Prompt:
Write out the data again in full, keeping every character the same.

------------------------------------------------------------------------

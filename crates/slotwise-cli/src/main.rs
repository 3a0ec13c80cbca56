//! `slotwise` CLI — rank meeting slots from a scheduling snapshot.
//!
//! A snapshot is a JSON document with `events`, `time_slots`, `users` and
//! `availability` arrays.
//!
//! ## Usage
//!
//! ```sh
//! # Rank the slots of event 1 (snapshot on stdin, JSON on stdout)
//! slotwise recommend --event 1 < team.json
//!
//! # From file to file, searching on a 5-minute grid
//! slotwise recommend --event 1 -i team.json -o recs.json --step-minutes 5
//!
//! # Check a snapshot without computing anything
//! slotwise validate -i team.json
//!
//! # Page through events
//! slotwise events -i team.json --limit 5 --offset 10
//! ```
//!
//! Logs go to stderr; set `RUST_LOG` or pass `--verbose` to see them.

use anyhow::{Context, Result};
use clap::{Parser, Subcommand};
use slotwise_engine::recommend::DEFAULT_STEP_MINUTES;
use slotwise_engine::store::DEFAULT_PAGE_LIMIT;
use slotwise_engine::{InMemoryStore, RecommendConfig, RecommendationService};
use std::io::{self, Read};
use tracing::{debug, info};
use tracing_subscriber::EnvFilter;

#[derive(Parser)]
#[command(
    name = "slotwise",
    version,
    about = "Rank candidate meeting slots by participant availability"
)]
struct Cli {
    #[command(subcommand)]
    command: Commands,

    /// Log debug output to stderr (overrides RUST_LOG)
    #[arg(short, long, global = true)]
    verbose: bool,
}

#[derive(Subcommand)]
enum Commands {
    /// Compute ranked slot recommendations for an event
    Recommend {
        /// Event to schedule
        #[arg(short, long)]
        event: u64,
        /// Snapshot file (reads from stdin if omitted)
        #[arg(short, long)]
        input: Option<String>,
        /// Output file (writes to stdout if omitted)
        #[arg(short, long)]
        output: Option<String>,
        /// Spacing between candidate start times, in minutes
        #[arg(long, env = "SLOTWISE_STEP_MINUTES", default_value_t = DEFAULT_STEP_MINUTES)]
        step_minutes: u32,
        /// Emit compact JSON instead of pretty-printed
        #[arg(long)]
        compact: bool,
    },
    /// Validate a snapshot and report record counts
    Validate {
        /// Snapshot file (reads from stdin if omitted)
        #[arg(short, long)]
        input: Option<String>,
    },
    /// List events in the snapshot
    Events {
        /// Snapshot file (reads from stdin if omitted)
        #[arg(short, long)]
        input: Option<String>,
        /// Maximum number of events to show
        #[arg(long, default_value_t = DEFAULT_PAGE_LIMIT)]
        limit: usize,
        /// Number of events to skip
        #[arg(long, default_value_t = 0)]
        offset: usize,
    },
}

fn main() -> Result<()> {
    let cli = Cli::parse();
    init_logging(cli.verbose);

    match cli.command {
        Commands::Recommend {
            event,
            input,
            output,
            step_minutes,
            compact,
        } => {
            let store = load_store(input.as_deref())?;
            let config = RecommendConfig::new(step_minutes).context("Invalid --step-minutes")?;
            let service = RecommendationService::with_config(&store, config);

            let recommendations = service
                .get_recommendations(event)
                .with_context(|| format!("Failed to compute recommendations for event {}", event))?;
            info!(event, count = recommendations.len(), "recommendations computed");

            let json = if compact {
                serde_json::to_string(&recommendations)?
            } else {
                serde_json::to_string_pretty(&recommendations)?
            };
            write_output(output.as_deref(), &json)?;
        }
        Commands::Validate { input } => {
            let store = load_store(input.as_deref())?;
            println!("Snapshot OK");
            println!("Events:        {}", store.event_count());
            println!("Time slots:    {}", store.time_slot_count());
            println!("Users:         {}", store.user_count());
            println!("Availability:  {}", store.availability_count());
        }
        Commands::Events {
            input,
            limit,
            offset,
        } => {
            let store = load_store(input.as_deref())?;
            let events = store
                .list_events(limit, offset)
                .context("Failed to list events")?;
            for event in events {
                println!(
                    "{}\t{}\t{} min",
                    event.id, event.title, event.duration_minutes
                );
            }
        }
    }

    Ok(())
}

/// Install a stderr subscriber so stdout stays machine-readable.
fn init_logging(verbose: bool) {
    let filter = if verbose {
        EnvFilter::new("debug")
    } else {
        EnvFilter::try_from_default_env().unwrap_or_else(|_| EnvFilter::new("warn"))
    };

    tracing_subscriber::fmt()
        .with_env_filter(filter)
        .with_writer(io::stderr)
        .init();
}

fn load_store(path: Option<&str>) -> Result<InMemoryStore> {
    let json = read_input(path)?;
    let store = InMemoryStore::from_json(&json).context("Failed to load snapshot")?;
    debug!(
        events = store.event_count(),
        slots = store.time_slot_count(),
        users = store.user_count(),
        availability = store.availability_count(),
        "snapshot loaded"
    );
    Ok(store)
}

fn read_input(path: Option<&str>) -> Result<String> {
    match path {
        Some(path) => {
            std::fs::read_to_string(path).with_context(|| format!("Failed to read file: {}", path))
        }
        None => {
            let mut buf = String::new();
            io::stdin()
                .read_to_string(&mut buf)
                .context("Failed to read from stdin")?;
            Ok(buf)
        }
    }
}

fn write_output(path: Option<&str>, content: &str) -> Result<()> {
    match path {
        Some(path) => {
            std::fs::write(path, content)
                .with_context(|| format!("Failed to write file: {}", path))?;
        }
        None => {
            println!("{}", content);
        }
    }
    Ok(())
}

------------------------------------------------------------------------

Your solution:
filename crates/slotwise-cli/src/main.rs
repository 3a0ec13c80cbca56
//! `slotwise` CLI — rank meeting slots from a scheduling snapshot.
//!
//! A snapshot is a JSON document with `events`, `time_slots`, `users` and
//! `availability` arrays.
//!
//! ## Usage
//!
//! ```sh
//! # Rank the slots of event 1 (snapshot on stdin, JSON on stdout)
//! slotwise recommend --event 1 < team.json
//!
//! # From file to file, searching on a 5-minute grid
//! slotwise recommend --event 1 -i team.json -o recs.json --step-minutes 5
//!
//! # Check a snapshot without computing anything
//! slotwise validate -i team.json
//!
//! # Page through events
//! slotwise events -i team.json --limit 5 --offset 10
//! ```
//!
//! Logs go to stderr; set `RUST_LOG` or pass `--verbose` to see them.

use anyhow::{Context, Result};
use clap::{Parser, Subcommand};
use slotwise_engine::recommend::DEFAULT_STEP_MINUTES;
use slotwise_engine::store::DEFAULT_PAGE_LIMIT;
use slotwise_engine::{InMemoryStore, RecommendConfig, RecommendationService};
use std::io::{self, Read};
use tracing::{debug, info};
use tracing_subscriber::EnvFilter;

#[derive(Parser)]
#[command(
    name = "slotwise",
    version,
    about = "Rank candidate meeting slots by participant availability"
)]
struct Cli {
    #[command(subcommand)]
    command: Commands,

    /// Log debug output to stderr (overrides RUST_LOG)
    #[arg(short, long, global = true)]
    verbose: bool,
}

#[derive(Subcommand)]
enum Commands {
    /// Compute ranked slot recommendations for an event
    Recommend {
        /// Event to schedule
        #[arg(short, long)]
        event: u64,
        /// Snapshot file (reads from stdin if omitted)
        #[arg(short, long)]
        input: Option<String>,
        /// Output file (writes to stdout if omitted)
        #[arg(short, long)]
        output: Option<String>,
        /// Spacing between candidate start times, in minutes
        #[arg(long, env = "SLOTWISE_STEP_MINUTES", default_value_t = DEFAULT_STEP_MINUTES)]
        step_minutes: u32,
        /// Emit compact JSON instead of pretty-printed
        #[arg(long)]
        compact: bool,
    },
    /// Validate a snapshot and report record counts
    Validate {
        /// Snapshot file (reads from stdin if omitted)
        #[arg(short, long)]
        input: Option<String>,
    },
    /// List events in the snapshot
    Events {
        /// Snapshot file (reads from stdin if omitted)
        #[arg(short, long)]
        input: Option<String>,
        /// Maximum number of events to show
        #[arg(long, default_value_t = DEFAULT_PAGE_LIMIT)]
        limit: usize,
        /// Number of events to skip
        #[arg(long, default_value_t = 0)]
        offset: usize,
    },
}

fn main() -> Result<()> {
    let cli = Cli::parse();
    init_logging(cli.verbose);

    match cli.command {
        Commands::Recommend {
            event,
            input,
            output,
            step_minutes,
            compact,
        } => {
            let store = load_store(input.as_deref())?;
            let config = RecommendConfig::new(step_minutes).context("Invalid --step-minutes")?;
            let service = RecommendationService::with_config(&store, config);

            let recommendations = service
                .get_recommendations(event)
                .with_context(|| format!("Failed to compute recommendations for event {}", event))?;
            info!(event, count = recommendations.len(), "recommendations computed");

            let json = if compact {
                serde_json::to_string(&recommendations)?
            } else {
                serde_json::to_string_pretty(&recommendations)?
            };
            write_output(output.as_deref(), &json)?;
        }
        Commands::Validate { input } => {
            let store = load_store(input.as_deref())?;
            println!("Snapshot OK");
            println!("Events:        {}", store.event_count());
            println!("Time slots:    {}", store.time_slot_count());
            println!("Users:         {}", store.user_count());
            println!("Availability:  {}", store.availability_count());
        }
        Commands::Events {
            input,
            limit,
            offset,
        } => {
            let store = load_store(input.as_deref())?;
            let events = store
                .list_events(limit, offset)
                .context("Failed to list events")?;
            for event in events {
                println!(
                    "{}\t{}\t{} min",
                    event.id, event.title, event.duration_minutes
                );
            }
        }
    }

    Ok(())
}

/// Install a stderr subscriber so stdout stays machine-readable.
fn init_logging(verbose: bool) {
    let filter = if verbose {
        EnvFilter::new("debug")
    } else {
        EnvFilter::try_from_default_env().unwrap_or_else(|_| EnvFilter::new("warn"))
    };

    tracing_subscriber::fmt()
        .with_env_filter(filter)
        .with_writer(io::stderr)
        .init();
}

fn load_store(path: Option<&str>) -> Result<InMemoryStore> {
    let json = read_input(path)?;
    let store = InMemoryStore::from_json(&json).context("Failed to load snapshot")?;
    debug!(
        events = store.event_count(),
        slots = store.time_slot_count(),
        users = store.user_count(),
        availability = store.availability_count(),
        "snapshot loaded"
    );
    Ok(store)
}

fn read_input(path: Option<&str>) -> Result<String> {
    match path {
        Some(path) => {
            std::fs::read_to_string(path).with_context(|| format!("Failed to read file: {}", path))
        }
        None => {
            let mut buf = String::new();
            io::stdin()
                .read_to_string(&mut buf)
                .context("Failed to read from stdin")?;
            Ok(buf)
        }
    }
}

fn write_output(path: Option<&str>, content: &str) -> Result<()> {
    match path {
        Some(path) => {
            std::fs::write(path, content)
                .with_context(|| format!("Failed to write file: {}", path))?;
        }
        None => {
            println!("{}", content);
        }
    }
    Ok(())
}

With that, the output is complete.